▶ _About this exercise_
For every entry, output the exact wording.

▶ _Supplied information_
//! Per-view scenes over one shared model.
//!
//! A [`Scene`] owns what a single viewport draws: background, lights and
//! content. Model-backed content points at the shared
//! [`ModelAsset`](model::ModelAsset); only point clouds are owned per view.

/// Axis-aligned bounding boxes.
pub mod bounds;
/// Generated per-view content.
pub mod content;
/// Decoded environment maps.
pub mod environment;
/// Per-view scene, camera and controller construction.
pub mod factory;
/// Light sources and rigs.
pub mod light;
/// Materials and per-view overrides.
pub mod material;
/// The shared model arena.
pub mod model;
/// Area-weighted surface sampling.
pub mod sampler;

use std::sync::Arc;

pub use content::{Content, PointCloud, PointStyle};
pub use environment::EnvironmentMap;
pub use light::Light;
pub use model::ModelAsset;

/// Stable identity of a scene, used to key GPU-side caches.
#[derive(Debug, Clone, Copy, PartialEq, Eq, Hash, PartialOrd, Ord)]
pub struct SceneId(pub u32);

/// What fills the viewport behind the content.
#[derive(Debug, Clone, Default)]
pub enum Background {
    /// Nothing drawn; the clear color shows through.
    #[default]
    None,
    /// Solid linear RGB.
    Color([f32; 3]),
    /// Equirectangular environment map.
    Environment(Arc<EnvironmentMap>),
}

/// Everything one viewport draws.
#[derive(Debug, Clone)]
pub struct Scene {
    id: SceneId,
    background: Background,
    environment: Option<Arc<EnvironmentMap>>,
    environment_strength: f32,
    lights: Vec<Light>,
    content: Vec<Content>,
    revision: u64,
}

impl Scene {
    /// Empty scene with no background.
    #[must_use]
    pub fn new(id: SceneId) -> Self {
        Self {
            id,
            background: Background::None,
            environment: None,
            environment_strength: 0.0,
            lights: Vec::new(),
            content: Vec::new(),
            revision: 0,
        }
    }

    /// Scene identity.
    #[must_use]
    pub fn id(&self) -> SceneId {
        self.id
    }

    /// Bumped on every content, light or background change.
    #[must_use]
    pub fn revision(&self) -> u64 {
        self.revision
    }

    /// Current background.
    #[must_use]
    pub fn background(&self) -> &Background {
        &self.background
    }

    /// Environment used for image-based ambient light, if any.
    #[must_use]
    pub fn environment(&self) -> Option<&Arc<EnvironmentMap>> {
        self.environment.as_ref()
    }

    /// Multiplier on the environment's ambient contribution.
    #[must_use]
    pub fn environment_strength(&self) -> f32 {
        self.environment_strength
    }

    /// Lights in insertion order.
    #[must_use]
    pub fn lights(&self) -> &[Light] {
        &self.lights
    }

    /// Content in insertion order.
    #[must_use]
    pub fn content(&self) -> &[Content] {
        &self.content
    }

    /// Whether the scene has anything to draw besides its background.
    #[must_use]
    pub fn is_empty(&self) -> bool {
        self.content.is_empty()
    }

    /// Replace the background.
    pub fn set_background(&mut self, background: Background) {
        self.background = background;
        self.revision += 1;
    }

    /// Use `map` both as background and as ambient light source.
    pub fn set_environment(&mut self, map: Arc<EnvironmentMap>, strength: f32) {
        self.background = Background::Environment(Arc::clone(&map));
        self.environment = Some(map);
        self.environment_strength = strength;
        self.revision += 1;
    }

    /// Replace every light.
    pub fn set_lights(&mut self, lights: Vec<Light>) {
        self.lights = lights;
        self.revision += 1;
    }

    /// Append content.
    pub fn add(&mut self, content: Content) {
        self.content.push(content);
        self.revision += 1;
    }

    /// Append several content items.
    pub fn extend(&mut self, content: impl IntoIterator<Item = Content>) {
        self.content.extend(content);
        self.revision += 1;
    }

    /// Drop all content.
    pub fn clear_content(&mut self) {
        if !self.content.is_empty() {
            self.content.clear();
            self.revision += 1;
        }
    }
}

#[cfg(test)]
mod tests {
    use super::*;

    #[test]
    fn mutations_bump_revision() {
        let mut scene = Scene::new(SceneId(1));
        let start = scene.revision();
        scene.set_background(Background::Color([0.1; 3]));
        scene.set_lights(Vec::new());
        assert_eq!(scene.revision(), start + 2);
        scene.clear_content();
        assert_eq!(scene.revision(), start + 2);
    }

    #[test]
    fn environment_sets_background_too() {
        let mut scene = Scene::new(SceneId(0));
        let map = Arc::new(EnvironmentMap::new(1, 1, vec![[1.0; 4]]).unwrap());
        scene.set_environment(Arc::clone(&map), 0.6);
        assert!(matches!(scene.background(), Background::Environment(m) if Arc::ptr_eq(m, &map)));
        assert_eq!(scene.environment_strength(), 0.6);
    }
}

▶ _Output for this exercise_
//! Per-view scenes over one shared model.
//!
//! A [`Scene`] owns what a single viewport draws: background, lights and
//! content. Model-backed content points at the shared
//! [`ModelAsset`](model::ModelAsset); only point clouds are owned per view.

/// Axis-aligned bounding boxes.
pub mod bounds;
/// Generated per-view content.
pub mod content;
/// Decoded environment maps.
pub mod environment;
/// Per-view scene, camera and controller construction.
pub mod factory;
/// Light sources and rigs.
pub mod light;
/// Materials and per-view overrides.
pub mod material;
/// The shared model arena.
pub mod model;
/// Area-weighted surface sampling.
pub mod sampler;

use std::sync::Arc;

pub use content::{Content, PointCloud, PointStyle};
pub use environment::EnvironmentMap;
pub use light::Light;
pub use model::ModelAsset;

/// Stable identity of a scene, used to key GPU-side caches.
#[derive(Debug, Clone, Copy, PartialEq, Eq, Hash, PartialOrd, Ord)]
pub struct SceneId(pub u32);

/// What fills the viewport behind the content.
#[derive(Debug, Clone, Default)]
pub enum Background {
    /// Nothing drawn; the clear color shows through.
    #[default]
    None,
    /// Solid linear RGB.
    Color([f32; 3]),
    /// Equirectangular environment map.
    Environment(Arc<EnvironmentMap>),
}

/// Everything one viewport draws.
#[derive(Debug, Clone)]
pub struct Scene {
    id: SceneId,
    background: Background,
    environment: Option<Arc<EnvironmentMap>>,
    environment_strength: f32,
    lights: Vec<Light>,
    content: Vec<Content>,
    revision: u64,
}

impl Scene {
    /// Empty scene with no background.
    #[must_use]
    pub fn new(id: SceneId) -> Self {
        Self {
            id,
            background: Background::None,
            environment: None,
            environment_strength: 0.0,
            lights: Vec::new(),
            content: Vec::new(),
            revision: 0,
        }
    }

    /// Scene identity.
    #[must_use]
    pub fn id(&self) -> SceneId {
        self.id
    }

    /// Bumped on every content, light or background change.
    #[must_use]
    pub fn revision(&self) -> u64 {
        self.revision
    }

    /// Current background.
    #[must_use]
    pub fn background(&self) -> &Background {
        &self.background
    }

    /// Environment used for image-based ambient light, if any.
    #[must_use]
    pub fn environment(&self) -> Option<&Arc<EnvironmentMap>> {
        self.environment.as_ref()
    }

    /// Multiplier on the environment's ambient contribution.
    #[must_use]
    pub fn environment_strength(&self) -> f32 {
        self.environment_strength
    }

    /// Lights in insertion order.
    #[must_use]
    pub fn lights(&self) -> &[Light] {
        &self.lights
    }

    /// Content in insertion order.
    #[must_use]
    pub fn content(&self) -> &[Content] {
        &self.content
    }

    /// Whether the scene has anything to draw besides its background.
    #[must_use]
    pub fn is_empty(&self) -> bool {
        self.content.is_empty()
    }

    /// Replace the background.
    pub fn set_background(&mut self, background: Background) {
        self.background = background;
        self.revision += 1;
    }

    /// Use `map` both as background and as ambient light source.
    pub fn set_environment(&mut self, map: Arc<EnvironmentMap>, strength: f32) {
        self.background = Background::Environment(Arc::clone(&map));
        self.environment = Some(map);
        self.environment_strength = strength;
        self.revision += 1;
    }

    /// Replace every light.
    pub fn set_lights(&mut self, lights: Vec<Light>) {
        self.lights = lights;
        self.revision += 1;
    }

    /// Append content.
    pub fn add(&mut self, content: Content) {
        self.content.push(content);
        self.revision += 1;
    }

    /// Append several content items.
    pub fn extend(&mut self, content: impl IntoIterator<Item = Content>) {
        self.content.extend(content);
        self.revision += 1;
    }

    /// Drop all content.
    pub fn clear_content(&mut self) {
        if !self.content.is_empty() {
            self.content.clear();
            self.revision += 1;
        }
    }
}

#[cfg(test)]
mod tests {
    use super::*;

    #[test]
    fn mutations_bump_revision() {
        let mut scene = Scene::new(SceneId(1));
        let start = scene.revision();
        scene.set_background(Background::Color([0.1; 3]));
        scene.set_lights(Vec::new());
        assert_eq!(scene.revision(), start + 2);
        scene.clear_content();
        assert_eq!(scene.revision(), start + 2);
    }

    #[test]
    fn environment_sets_background_too() {
        let mut scene = Scene::new(SceneId(0));
        let map = Arc::new(EnvironmentMap::new(1, 1, vec![[1.0; 4]]).unwrap());
        scene.set_environment(Arc::clone(&map), 0.6);
        assert!(matches!(scene.background(), Background::Environment(m) if Arc::ptr_eq(m, &map)));
        assert_eq!(scene.environment_strength(), 0.6);
    }
}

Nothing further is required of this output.